» Exercise data:
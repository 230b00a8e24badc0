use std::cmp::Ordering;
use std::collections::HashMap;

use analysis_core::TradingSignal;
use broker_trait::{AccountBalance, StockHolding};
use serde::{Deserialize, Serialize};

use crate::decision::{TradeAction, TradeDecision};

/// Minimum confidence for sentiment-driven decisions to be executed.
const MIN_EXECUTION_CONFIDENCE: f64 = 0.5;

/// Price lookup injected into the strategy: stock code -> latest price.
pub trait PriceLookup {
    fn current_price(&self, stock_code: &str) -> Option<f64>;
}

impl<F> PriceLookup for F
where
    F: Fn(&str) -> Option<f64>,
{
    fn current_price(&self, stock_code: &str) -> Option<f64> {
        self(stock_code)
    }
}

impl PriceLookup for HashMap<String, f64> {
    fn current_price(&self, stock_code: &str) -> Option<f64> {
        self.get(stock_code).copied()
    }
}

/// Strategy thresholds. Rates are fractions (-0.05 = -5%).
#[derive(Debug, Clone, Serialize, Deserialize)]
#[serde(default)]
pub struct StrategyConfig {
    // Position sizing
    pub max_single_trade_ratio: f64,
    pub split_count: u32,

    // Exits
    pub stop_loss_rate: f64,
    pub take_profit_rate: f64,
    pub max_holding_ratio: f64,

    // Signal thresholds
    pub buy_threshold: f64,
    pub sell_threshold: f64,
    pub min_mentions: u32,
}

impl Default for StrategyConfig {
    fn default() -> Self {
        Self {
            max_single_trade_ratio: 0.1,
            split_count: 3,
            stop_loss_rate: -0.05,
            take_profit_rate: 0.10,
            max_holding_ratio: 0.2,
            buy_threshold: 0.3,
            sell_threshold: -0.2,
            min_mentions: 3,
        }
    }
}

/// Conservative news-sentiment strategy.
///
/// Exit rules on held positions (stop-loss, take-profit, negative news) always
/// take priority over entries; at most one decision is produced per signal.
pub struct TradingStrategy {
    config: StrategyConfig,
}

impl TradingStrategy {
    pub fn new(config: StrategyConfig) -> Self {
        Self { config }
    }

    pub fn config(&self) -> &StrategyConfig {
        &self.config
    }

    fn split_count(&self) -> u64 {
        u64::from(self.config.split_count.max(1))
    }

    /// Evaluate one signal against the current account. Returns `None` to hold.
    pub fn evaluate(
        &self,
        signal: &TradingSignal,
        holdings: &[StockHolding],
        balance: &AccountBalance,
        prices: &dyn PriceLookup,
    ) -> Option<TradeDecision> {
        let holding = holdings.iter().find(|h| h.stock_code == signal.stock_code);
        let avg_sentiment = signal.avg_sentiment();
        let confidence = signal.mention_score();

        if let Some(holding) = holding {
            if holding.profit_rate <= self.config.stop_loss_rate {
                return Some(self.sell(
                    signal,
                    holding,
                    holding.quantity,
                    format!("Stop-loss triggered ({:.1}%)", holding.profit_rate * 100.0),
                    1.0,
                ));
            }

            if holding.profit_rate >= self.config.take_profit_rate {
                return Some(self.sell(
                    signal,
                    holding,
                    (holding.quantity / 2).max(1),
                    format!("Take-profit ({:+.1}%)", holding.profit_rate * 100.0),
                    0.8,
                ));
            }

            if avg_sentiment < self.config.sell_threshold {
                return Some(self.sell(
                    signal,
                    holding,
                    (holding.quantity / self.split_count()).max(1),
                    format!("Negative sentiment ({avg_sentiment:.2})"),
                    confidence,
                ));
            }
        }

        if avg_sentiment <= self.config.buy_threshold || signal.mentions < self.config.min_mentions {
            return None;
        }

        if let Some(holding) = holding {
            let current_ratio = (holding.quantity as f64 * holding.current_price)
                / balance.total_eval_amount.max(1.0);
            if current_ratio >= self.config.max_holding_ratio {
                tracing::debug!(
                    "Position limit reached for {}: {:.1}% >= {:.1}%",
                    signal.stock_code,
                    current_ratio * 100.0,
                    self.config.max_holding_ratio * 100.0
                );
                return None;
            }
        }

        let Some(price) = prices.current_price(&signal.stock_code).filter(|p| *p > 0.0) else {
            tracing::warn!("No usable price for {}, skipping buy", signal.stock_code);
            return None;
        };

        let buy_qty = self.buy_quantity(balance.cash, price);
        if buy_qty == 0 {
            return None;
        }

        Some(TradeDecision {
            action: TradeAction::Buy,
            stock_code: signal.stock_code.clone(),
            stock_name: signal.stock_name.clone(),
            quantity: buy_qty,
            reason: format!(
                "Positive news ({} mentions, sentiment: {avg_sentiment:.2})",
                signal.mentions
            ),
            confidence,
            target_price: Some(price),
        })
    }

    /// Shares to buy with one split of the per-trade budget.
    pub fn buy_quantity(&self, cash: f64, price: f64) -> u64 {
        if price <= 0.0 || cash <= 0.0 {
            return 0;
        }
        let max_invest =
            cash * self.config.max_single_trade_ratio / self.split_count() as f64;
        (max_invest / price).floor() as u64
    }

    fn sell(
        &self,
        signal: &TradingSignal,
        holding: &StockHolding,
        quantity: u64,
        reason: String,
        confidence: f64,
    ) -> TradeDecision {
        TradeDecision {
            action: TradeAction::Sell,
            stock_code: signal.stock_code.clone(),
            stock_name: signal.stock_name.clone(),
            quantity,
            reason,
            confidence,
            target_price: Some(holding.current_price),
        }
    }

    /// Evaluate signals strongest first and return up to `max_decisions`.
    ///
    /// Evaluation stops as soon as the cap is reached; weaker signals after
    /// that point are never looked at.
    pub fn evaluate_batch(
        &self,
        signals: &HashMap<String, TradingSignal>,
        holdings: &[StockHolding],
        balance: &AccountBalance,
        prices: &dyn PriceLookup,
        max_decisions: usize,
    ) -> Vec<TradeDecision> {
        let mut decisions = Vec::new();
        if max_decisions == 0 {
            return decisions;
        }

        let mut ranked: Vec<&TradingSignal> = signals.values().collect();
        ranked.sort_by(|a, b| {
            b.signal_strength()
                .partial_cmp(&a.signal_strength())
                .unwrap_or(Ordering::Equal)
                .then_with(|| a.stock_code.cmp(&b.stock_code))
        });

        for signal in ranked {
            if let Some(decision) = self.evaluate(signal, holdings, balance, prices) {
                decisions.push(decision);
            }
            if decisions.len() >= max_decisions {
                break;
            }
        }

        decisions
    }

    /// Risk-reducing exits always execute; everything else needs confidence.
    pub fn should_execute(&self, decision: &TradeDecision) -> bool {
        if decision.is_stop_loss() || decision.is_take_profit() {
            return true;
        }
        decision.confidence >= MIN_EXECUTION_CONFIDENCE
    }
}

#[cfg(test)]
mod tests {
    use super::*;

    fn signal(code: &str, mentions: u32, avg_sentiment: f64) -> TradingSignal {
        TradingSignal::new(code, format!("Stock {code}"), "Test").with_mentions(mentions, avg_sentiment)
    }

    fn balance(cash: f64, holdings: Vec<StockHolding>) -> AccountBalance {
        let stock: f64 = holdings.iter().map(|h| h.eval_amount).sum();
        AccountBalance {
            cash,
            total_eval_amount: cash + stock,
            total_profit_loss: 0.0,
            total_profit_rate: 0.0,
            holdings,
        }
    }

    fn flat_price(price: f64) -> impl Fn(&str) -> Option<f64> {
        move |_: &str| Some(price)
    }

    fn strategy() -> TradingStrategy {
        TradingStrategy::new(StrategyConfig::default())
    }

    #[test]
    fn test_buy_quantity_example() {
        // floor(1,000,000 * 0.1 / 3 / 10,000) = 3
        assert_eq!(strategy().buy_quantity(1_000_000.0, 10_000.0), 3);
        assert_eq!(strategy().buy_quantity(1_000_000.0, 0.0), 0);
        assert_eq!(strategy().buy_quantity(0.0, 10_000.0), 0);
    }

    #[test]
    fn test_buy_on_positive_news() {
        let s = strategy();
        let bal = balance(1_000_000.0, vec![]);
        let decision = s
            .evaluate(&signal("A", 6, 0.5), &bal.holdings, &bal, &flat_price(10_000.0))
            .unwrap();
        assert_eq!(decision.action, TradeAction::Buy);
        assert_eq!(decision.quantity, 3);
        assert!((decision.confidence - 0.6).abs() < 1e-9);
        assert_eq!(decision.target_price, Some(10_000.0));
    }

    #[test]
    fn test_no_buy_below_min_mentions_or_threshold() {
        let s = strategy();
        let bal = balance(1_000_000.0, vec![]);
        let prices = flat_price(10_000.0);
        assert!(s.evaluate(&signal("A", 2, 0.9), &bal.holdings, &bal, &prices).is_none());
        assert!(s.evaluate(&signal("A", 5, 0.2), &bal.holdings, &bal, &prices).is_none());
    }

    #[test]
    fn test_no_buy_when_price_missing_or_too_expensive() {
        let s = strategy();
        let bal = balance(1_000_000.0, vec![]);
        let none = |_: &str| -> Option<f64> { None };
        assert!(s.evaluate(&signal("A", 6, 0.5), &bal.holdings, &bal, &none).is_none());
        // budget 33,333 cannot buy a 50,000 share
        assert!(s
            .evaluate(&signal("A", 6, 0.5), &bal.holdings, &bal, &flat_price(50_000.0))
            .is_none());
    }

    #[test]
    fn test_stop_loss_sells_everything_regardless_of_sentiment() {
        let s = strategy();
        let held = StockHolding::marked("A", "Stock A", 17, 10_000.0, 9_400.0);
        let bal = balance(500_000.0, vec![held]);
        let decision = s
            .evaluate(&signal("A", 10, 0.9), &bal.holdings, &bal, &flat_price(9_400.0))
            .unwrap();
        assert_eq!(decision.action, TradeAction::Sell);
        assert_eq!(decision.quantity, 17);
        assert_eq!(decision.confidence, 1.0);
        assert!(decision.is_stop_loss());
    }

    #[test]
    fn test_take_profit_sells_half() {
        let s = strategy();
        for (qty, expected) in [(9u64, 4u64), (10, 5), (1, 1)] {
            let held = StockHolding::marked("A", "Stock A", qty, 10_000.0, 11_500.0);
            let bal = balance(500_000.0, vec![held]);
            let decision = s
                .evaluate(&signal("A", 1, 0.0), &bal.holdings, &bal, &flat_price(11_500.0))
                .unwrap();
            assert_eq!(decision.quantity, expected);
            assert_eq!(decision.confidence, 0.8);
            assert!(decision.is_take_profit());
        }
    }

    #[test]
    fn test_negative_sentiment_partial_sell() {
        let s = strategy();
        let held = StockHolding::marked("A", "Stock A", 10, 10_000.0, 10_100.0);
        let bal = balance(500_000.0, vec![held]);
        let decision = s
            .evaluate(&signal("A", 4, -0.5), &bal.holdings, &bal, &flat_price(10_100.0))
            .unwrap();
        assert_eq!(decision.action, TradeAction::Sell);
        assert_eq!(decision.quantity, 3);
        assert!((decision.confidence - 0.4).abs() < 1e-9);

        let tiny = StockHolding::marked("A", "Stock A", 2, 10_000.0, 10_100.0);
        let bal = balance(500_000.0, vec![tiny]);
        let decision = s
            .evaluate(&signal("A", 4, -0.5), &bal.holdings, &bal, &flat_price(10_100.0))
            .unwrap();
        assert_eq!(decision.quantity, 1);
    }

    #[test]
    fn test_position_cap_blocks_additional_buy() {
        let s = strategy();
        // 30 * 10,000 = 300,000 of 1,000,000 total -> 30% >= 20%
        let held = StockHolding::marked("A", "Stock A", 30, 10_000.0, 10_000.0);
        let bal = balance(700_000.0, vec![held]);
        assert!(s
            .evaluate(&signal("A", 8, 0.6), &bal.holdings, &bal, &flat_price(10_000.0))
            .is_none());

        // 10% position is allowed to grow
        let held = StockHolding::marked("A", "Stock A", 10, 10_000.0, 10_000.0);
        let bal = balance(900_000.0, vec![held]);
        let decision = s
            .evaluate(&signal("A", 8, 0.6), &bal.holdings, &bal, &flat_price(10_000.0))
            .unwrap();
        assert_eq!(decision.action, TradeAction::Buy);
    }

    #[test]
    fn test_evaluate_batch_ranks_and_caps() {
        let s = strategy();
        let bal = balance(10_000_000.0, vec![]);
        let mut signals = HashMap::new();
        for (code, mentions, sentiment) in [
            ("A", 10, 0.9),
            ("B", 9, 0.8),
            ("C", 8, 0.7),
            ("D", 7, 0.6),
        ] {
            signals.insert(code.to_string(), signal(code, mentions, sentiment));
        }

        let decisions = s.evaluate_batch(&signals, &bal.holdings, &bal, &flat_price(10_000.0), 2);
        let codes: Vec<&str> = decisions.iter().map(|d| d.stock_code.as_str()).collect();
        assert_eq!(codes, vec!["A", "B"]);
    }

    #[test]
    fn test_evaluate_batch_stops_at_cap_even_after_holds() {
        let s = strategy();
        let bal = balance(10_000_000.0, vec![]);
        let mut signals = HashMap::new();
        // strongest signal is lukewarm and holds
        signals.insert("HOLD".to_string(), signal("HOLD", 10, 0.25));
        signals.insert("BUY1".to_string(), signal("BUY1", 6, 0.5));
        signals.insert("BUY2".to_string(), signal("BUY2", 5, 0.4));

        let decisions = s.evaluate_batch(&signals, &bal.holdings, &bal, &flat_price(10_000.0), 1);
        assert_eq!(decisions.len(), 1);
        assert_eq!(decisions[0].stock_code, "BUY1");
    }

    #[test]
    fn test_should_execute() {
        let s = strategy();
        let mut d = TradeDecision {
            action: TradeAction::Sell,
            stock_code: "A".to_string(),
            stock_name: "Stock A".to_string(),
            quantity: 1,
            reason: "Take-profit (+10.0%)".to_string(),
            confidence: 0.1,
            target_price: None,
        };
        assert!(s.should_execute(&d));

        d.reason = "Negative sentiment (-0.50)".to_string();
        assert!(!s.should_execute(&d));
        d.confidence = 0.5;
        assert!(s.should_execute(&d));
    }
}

---

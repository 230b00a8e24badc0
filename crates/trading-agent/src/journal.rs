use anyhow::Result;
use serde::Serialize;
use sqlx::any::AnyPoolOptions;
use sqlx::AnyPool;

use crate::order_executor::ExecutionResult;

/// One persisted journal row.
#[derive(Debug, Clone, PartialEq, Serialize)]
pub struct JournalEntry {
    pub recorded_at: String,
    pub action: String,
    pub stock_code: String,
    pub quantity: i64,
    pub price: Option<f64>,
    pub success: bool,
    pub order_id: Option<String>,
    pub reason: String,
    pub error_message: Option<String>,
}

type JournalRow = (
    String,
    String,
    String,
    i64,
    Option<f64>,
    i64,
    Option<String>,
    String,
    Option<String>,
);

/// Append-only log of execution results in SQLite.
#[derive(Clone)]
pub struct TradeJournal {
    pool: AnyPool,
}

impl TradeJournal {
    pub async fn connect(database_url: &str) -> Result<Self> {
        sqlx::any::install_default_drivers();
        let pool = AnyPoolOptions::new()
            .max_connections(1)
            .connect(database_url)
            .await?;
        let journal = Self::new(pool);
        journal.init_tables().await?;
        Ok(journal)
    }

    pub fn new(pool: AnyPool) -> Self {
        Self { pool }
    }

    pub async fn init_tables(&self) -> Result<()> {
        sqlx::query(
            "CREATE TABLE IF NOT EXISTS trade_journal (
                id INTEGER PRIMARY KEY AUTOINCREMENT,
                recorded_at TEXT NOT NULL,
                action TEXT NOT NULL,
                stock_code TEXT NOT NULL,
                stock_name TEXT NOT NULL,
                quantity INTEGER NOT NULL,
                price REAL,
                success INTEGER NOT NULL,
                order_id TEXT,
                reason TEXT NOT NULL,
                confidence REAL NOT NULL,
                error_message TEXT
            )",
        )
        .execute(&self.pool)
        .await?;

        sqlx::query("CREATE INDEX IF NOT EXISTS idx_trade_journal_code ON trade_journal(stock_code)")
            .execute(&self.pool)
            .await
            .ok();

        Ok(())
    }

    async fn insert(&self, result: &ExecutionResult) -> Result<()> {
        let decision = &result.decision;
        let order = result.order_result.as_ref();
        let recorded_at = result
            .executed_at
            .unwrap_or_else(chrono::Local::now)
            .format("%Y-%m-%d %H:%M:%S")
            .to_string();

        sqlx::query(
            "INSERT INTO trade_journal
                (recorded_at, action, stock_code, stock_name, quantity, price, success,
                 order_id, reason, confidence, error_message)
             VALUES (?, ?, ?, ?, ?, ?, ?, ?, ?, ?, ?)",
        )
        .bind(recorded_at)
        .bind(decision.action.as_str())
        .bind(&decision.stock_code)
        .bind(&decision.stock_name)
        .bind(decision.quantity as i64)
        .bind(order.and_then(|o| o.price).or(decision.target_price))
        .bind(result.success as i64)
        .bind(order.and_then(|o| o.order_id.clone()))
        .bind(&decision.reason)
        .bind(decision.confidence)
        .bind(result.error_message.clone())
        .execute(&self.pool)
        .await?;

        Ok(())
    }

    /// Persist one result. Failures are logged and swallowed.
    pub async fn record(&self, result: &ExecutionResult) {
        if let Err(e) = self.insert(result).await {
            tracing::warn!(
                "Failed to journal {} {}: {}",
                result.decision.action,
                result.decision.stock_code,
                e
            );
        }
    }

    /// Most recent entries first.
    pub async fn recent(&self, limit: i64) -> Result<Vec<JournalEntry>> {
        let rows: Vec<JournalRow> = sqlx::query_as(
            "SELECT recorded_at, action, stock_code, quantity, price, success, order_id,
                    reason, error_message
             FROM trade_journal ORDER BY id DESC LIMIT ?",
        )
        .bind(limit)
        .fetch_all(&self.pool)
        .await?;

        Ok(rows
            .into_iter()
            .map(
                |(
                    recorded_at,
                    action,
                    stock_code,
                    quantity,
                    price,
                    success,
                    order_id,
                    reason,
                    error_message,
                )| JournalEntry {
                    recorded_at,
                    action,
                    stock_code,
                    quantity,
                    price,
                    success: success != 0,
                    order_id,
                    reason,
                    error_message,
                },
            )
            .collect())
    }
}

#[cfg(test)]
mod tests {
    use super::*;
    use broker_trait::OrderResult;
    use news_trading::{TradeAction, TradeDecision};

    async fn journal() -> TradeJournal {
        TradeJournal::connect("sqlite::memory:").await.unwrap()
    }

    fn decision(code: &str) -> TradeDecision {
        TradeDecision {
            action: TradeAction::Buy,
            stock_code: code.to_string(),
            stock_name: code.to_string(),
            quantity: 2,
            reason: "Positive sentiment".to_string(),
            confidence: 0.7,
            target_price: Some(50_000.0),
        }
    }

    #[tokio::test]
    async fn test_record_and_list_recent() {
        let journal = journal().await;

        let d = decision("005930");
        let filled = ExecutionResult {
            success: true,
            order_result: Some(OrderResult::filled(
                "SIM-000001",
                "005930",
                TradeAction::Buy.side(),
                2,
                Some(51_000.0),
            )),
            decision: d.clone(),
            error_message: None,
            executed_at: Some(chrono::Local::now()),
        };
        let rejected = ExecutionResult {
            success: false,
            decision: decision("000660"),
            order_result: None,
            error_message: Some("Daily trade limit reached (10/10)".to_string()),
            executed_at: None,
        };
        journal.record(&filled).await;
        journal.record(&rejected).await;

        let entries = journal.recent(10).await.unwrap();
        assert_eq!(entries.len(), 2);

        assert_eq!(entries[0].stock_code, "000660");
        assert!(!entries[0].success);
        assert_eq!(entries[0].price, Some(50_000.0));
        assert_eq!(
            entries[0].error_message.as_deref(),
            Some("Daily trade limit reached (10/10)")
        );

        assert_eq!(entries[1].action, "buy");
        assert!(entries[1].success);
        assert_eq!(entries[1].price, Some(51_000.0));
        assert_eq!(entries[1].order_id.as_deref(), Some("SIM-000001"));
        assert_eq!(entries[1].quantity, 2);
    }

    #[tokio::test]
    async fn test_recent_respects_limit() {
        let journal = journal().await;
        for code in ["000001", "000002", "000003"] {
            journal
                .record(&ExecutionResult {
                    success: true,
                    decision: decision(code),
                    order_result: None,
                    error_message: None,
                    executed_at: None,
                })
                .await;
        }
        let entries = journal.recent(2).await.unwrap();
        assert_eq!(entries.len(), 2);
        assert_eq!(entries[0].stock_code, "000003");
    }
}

---

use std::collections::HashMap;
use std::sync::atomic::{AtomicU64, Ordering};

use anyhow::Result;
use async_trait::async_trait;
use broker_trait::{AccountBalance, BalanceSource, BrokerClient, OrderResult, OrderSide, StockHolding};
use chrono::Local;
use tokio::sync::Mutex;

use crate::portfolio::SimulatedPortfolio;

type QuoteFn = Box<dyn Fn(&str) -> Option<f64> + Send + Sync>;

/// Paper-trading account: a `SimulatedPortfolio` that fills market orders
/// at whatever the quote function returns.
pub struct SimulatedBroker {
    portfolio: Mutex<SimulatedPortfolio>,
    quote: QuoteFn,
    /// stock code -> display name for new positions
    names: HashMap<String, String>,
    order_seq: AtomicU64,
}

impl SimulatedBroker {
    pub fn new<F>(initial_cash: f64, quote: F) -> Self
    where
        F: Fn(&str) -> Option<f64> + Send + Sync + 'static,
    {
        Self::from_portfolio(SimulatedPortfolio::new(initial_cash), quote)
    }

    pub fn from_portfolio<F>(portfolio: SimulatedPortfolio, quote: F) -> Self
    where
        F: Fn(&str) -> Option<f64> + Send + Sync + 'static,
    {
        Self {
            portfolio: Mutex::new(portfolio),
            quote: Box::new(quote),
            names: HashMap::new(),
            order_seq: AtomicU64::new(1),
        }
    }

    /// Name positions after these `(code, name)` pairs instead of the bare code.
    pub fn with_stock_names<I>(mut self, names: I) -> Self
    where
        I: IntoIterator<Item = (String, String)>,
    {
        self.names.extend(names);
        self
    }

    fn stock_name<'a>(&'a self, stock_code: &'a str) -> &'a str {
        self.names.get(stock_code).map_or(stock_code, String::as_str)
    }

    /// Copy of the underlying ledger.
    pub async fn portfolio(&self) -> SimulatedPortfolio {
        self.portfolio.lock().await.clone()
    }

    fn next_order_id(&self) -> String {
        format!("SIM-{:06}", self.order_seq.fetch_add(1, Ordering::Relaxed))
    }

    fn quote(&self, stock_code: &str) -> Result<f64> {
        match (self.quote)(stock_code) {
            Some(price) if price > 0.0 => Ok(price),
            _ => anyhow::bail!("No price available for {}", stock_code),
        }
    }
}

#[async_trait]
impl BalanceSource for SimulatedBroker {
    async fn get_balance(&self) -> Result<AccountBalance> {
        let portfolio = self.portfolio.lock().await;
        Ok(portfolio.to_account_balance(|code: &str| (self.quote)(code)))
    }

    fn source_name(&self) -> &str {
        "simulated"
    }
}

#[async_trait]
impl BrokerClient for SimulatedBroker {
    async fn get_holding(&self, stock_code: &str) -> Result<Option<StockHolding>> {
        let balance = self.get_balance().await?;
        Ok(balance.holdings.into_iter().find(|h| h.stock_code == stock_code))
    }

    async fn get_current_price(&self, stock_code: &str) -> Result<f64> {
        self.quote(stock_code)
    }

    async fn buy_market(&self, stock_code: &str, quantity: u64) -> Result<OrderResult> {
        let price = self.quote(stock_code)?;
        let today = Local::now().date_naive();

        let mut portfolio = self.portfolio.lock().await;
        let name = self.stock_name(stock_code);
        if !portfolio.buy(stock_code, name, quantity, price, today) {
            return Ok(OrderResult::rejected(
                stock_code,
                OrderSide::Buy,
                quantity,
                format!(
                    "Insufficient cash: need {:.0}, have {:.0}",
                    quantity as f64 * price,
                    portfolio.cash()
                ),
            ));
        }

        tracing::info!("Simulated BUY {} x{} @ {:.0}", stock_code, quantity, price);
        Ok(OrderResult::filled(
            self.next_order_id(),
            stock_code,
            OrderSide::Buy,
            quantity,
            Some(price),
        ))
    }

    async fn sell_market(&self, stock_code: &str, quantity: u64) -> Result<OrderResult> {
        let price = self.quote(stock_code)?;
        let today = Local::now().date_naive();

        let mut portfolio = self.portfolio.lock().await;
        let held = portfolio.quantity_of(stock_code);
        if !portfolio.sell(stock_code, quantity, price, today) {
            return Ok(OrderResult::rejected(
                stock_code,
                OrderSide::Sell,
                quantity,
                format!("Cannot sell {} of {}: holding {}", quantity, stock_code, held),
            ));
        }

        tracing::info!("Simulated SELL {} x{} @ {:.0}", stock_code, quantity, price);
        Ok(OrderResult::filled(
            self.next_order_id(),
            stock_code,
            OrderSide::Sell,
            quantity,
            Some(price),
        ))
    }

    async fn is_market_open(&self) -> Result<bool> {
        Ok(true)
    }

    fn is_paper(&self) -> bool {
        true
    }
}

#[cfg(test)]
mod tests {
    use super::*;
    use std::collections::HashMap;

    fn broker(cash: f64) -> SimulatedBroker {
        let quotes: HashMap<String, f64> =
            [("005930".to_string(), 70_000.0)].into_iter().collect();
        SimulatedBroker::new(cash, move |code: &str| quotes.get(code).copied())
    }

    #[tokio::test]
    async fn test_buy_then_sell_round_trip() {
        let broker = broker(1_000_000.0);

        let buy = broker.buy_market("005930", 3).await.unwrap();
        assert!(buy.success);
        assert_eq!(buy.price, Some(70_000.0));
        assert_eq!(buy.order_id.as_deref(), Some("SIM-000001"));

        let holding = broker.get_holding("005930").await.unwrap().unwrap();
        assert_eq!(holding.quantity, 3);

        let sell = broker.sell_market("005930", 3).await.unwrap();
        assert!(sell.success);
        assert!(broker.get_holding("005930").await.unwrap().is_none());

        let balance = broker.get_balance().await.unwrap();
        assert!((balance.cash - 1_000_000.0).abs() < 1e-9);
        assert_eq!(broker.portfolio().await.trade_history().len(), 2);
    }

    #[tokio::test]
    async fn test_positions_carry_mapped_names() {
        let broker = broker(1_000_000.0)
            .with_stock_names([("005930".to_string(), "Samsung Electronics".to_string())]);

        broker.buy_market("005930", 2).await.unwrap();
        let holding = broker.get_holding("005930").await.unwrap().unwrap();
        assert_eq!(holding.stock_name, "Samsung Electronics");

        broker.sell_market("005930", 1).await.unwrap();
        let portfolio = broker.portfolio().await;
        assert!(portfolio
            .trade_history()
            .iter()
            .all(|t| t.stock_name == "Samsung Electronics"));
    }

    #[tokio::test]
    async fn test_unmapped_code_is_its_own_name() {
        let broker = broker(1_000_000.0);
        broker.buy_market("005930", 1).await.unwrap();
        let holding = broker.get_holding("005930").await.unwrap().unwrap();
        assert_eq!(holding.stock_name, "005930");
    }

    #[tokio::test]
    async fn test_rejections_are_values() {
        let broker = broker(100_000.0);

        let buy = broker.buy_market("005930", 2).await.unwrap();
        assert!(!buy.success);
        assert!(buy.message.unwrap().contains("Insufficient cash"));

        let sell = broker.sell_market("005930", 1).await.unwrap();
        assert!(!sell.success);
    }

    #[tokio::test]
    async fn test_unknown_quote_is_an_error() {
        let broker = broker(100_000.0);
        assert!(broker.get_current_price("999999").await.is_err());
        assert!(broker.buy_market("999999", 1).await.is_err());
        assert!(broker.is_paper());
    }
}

» What needs to be done: Which lines of the entries above contain the word "true"? Copy each of them.

» Your solution:
            return true;
            success: true,
                    success: true,
        Ok(true)
        true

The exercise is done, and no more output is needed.